What you need to do - An exact reproduction of all entries is required.

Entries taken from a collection
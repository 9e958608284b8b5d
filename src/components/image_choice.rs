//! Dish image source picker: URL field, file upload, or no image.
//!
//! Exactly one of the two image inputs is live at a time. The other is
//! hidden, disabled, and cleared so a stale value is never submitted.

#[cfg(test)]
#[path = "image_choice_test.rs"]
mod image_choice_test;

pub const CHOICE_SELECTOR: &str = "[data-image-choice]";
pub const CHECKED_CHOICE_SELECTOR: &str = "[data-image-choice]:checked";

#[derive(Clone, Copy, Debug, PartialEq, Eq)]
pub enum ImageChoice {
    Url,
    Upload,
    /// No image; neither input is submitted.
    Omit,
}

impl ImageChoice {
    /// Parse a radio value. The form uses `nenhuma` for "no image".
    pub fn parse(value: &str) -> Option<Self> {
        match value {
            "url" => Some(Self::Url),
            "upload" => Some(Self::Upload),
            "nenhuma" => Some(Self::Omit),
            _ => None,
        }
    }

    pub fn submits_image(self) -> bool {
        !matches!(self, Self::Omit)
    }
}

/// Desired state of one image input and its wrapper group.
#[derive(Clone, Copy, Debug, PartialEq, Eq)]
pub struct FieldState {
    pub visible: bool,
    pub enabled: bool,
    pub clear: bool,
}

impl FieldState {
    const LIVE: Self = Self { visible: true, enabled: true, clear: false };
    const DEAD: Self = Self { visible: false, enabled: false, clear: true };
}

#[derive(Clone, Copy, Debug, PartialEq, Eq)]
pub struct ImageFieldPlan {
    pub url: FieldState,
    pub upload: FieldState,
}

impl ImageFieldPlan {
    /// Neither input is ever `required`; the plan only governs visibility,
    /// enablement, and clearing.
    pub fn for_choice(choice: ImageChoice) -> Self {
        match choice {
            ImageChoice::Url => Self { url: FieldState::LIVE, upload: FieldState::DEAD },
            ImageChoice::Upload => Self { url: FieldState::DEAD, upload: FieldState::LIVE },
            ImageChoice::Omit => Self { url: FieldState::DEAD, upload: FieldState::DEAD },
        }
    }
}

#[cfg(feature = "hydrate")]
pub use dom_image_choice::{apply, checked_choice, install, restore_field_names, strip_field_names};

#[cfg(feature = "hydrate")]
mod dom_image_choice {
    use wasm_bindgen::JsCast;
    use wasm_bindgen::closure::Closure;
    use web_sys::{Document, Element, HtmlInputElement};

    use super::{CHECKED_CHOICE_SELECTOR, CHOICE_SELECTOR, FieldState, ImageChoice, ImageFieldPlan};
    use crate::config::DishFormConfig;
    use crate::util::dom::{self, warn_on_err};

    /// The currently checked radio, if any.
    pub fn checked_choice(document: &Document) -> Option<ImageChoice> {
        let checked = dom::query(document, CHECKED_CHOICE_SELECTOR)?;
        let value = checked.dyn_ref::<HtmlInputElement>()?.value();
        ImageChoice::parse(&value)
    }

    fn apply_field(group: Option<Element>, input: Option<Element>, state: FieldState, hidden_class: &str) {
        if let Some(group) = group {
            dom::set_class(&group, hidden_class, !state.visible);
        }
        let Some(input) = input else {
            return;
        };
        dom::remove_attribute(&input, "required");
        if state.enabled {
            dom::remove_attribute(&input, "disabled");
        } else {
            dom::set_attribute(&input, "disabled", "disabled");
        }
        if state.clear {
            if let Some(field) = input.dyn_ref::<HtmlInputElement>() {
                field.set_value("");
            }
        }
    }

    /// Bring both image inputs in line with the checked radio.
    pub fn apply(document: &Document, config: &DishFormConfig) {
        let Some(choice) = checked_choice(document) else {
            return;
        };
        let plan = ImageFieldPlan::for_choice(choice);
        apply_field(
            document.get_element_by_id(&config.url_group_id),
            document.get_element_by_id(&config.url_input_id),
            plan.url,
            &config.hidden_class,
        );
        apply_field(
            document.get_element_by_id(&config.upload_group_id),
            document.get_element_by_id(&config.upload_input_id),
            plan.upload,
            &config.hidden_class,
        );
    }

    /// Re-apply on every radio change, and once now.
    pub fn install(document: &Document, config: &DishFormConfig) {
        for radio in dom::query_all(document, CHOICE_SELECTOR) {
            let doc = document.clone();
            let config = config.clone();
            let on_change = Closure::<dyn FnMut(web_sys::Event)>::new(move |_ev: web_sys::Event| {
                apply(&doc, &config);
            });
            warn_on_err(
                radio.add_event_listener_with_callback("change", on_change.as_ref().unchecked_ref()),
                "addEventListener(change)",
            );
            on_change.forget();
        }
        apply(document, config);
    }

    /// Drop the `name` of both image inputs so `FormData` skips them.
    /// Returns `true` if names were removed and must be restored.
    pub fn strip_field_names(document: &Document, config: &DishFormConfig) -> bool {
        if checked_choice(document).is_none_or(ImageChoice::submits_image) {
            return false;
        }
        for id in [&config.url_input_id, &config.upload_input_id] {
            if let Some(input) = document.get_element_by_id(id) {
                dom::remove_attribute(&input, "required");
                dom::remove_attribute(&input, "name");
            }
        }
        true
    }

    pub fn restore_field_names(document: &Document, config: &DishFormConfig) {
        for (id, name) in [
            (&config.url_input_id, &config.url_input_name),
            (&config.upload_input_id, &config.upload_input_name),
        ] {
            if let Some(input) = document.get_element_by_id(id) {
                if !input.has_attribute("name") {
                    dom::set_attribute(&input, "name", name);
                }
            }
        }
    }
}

Response below -
repository 9e958608284b8b5d
filename src/components/image_choice.rs
//! Dish image source picker: URL field, file upload, or no image.
//!
//! Exactly one of the two image inputs is live at a time. The other is
//! hidden, disabled, and cleared so a stale value is never submitted.

#[cfg(test)]
#[path = "image_choice_test.rs"]
mod image_choice_test;

pub const CHOICE_SELECTOR: &str = "[data-image-choice]";
pub const CHECKED_CHOICE_SELECTOR: &str = "[data-image-choice]:checked";

#[derive(Clone, Copy, Debug, PartialEq, Eq)]
pub enum ImageChoice {
    Url,
    Upload,
    /// No image; neither input is submitted.
    Omit,
}

impl ImageChoice {
    /// Parse a radio value. The form uses `nenhuma` for "no image".
    pub fn parse(value: &str) -> Option<Self> {
        match value {
            "url" => Some(Self::Url),
            "upload" => Some(Self::Upload),
            "nenhuma" => Some(Self::Omit),
            _ => None,
        }
    }

    pub fn submits_image(self) -> bool {
        !matches!(self, Self::Omit)
    }
}

/// Desired state of one image input and its wrapper group.
#[derive(Clone, Copy, Debug, PartialEq, Eq)]
pub struct FieldState {
    pub visible: bool,
    pub enabled: bool,
    pub clear: bool,
}

impl FieldState {
    const LIVE: Self = Self { visible: true, enabled: true, clear: false };
    const DEAD: Self = Self { visible: false, enabled: false, clear: true };
}

#[derive(Clone, Copy, Debug, PartialEq, Eq)]
pub struct ImageFieldPlan {
    pub url: FieldState,
    pub upload: FieldState,
}

impl ImageFieldPlan {
    /// Neither input is ever `required`; the plan only governs visibility,
    /// enablement, and clearing.
    pub fn for_choice(choice: ImageChoice) -> Self {
        match choice {
            ImageChoice::Url => Self { url: FieldState::LIVE, upload: FieldState::DEAD },
            ImageChoice::Upload => Self { url: FieldState::DEAD, upload: FieldState::LIVE },
            ImageChoice::Omit => Self { url: FieldState::DEAD, upload: FieldState::DEAD },
        }
    }
}

#[cfg(feature = "hydrate")]
pub use dom_image_choice::{apply, checked_choice, install, restore_field_names, strip_field_names};

#[cfg(feature = "hydrate")]
mod dom_image_choice {
    use wasm_bindgen::JsCast;
    use wasm_bindgen::closure::Closure;
    use web_sys::{Document, Element, HtmlInputElement};

    use super::{CHECKED_CHOICE_SELECTOR, CHOICE_SELECTOR, FieldState, ImageChoice, ImageFieldPlan};
    use crate::config::DishFormConfig;
    use crate::util::dom::{self, warn_on_err};

    /// The currently checked radio, if any.
    pub fn checked_choice(document: &Document) -> Option<ImageChoice> {
        let checked = dom::query(document, CHECKED_CHOICE_SELECTOR)?;
        let value = checked.dyn_ref::<HtmlInputElement>()?.value();
        ImageChoice::parse(&value)
    }

    fn apply_field(group: Option<Element>, input: Option<Element>, state: FieldState, hidden_class: &str) {
        if let Some(group) = group {
            dom::set_class(&group, hidden_class, !state.visible);
        }
        let Some(input) = input else {
            return;
        };
        dom::remove_attribute(&input, "required");
        if state.enabled {
            dom::remove_attribute(&input, "disabled");
        } else {
            dom::set_attribute(&input, "disabled", "disabled");
        }
        if state.clear {
            if let Some(field) = input.dyn_ref::<HtmlInputElement>() {
                field.set_value("");
            }
        }
    }

    /// Bring both image inputs in line with the checked radio.
    pub fn apply(document: &Document, config: &DishFormConfig) {
        let Some(choice) = checked_choice(document) else {
            return;
        };
        let plan = ImageFieldPlan::for_choice(choice);
        apply_field(
            document.get_element_by_id(&config.url_group_id),
            document.get_element_by_id(&config.url_input_id),
            plan.url,
            &config.hidden_class,
        );
        apply_field(
            document.get_element_by_id(&config.upload_group_id),
            document.get_element_by_id(&config.upload_input_id),
            plan.upload,
            &config.hidden_class,
        );
    }

    /// Re-apply on every radio change, and once now.
    pub fn install(document: &Document, config: &DishFormConfig) {
        for radio in dom::query_all(document, CHOICE_SELECTOR) {
            let doc = document.clone();
            let config = config.clone();
            let on_change = Closure::<dyn FnMut(web_sys::Event)>::new(move |_ev: web_sys::Event| {
                apply(&doc, &config);
            });
            warn_on_err(
                radio.add_event_listener_with_callback("change", on_change.as_ref().unchecked_ref()),
                "addEventListener(change)",
            );
            on_change.forget();
        }
        apply(document, config);
    }

    /// Drop the `name` of both image inputs so `FormData` skips them.
    /// Returns `true` if names were removed and must be restored.
    pub fn strip_field_names(document: &Document, config: &DishFormConfig) -> bool {
        if checked_choice(document).is_none_or(ImageChoice::submits_image) {
            return false;
        }
        for id in [&config.url_input_id, &config.upload_input_id] {
            if let Some(input) = document.get_element_by_id(id) {
                dom::remove_attribute(&input, "required");
                dom::remove_attribute(&input, "name");
            }
        }
        true
    }

    pub fn restore_field_names(document: &Document, config: &DishFormConfig) {
        for (id, name) in [
            (&config.url_input_id, &config.url_input_name),
            (&config.upload_input_id, &config.upload_input_name),
        ] {
            if let Some(input) = document.get_element_by_id(id) {
                if !input.has_attribute("name") {
                    dom::set_attribute(&input, "name", name);
                }
            }
        }
    }
}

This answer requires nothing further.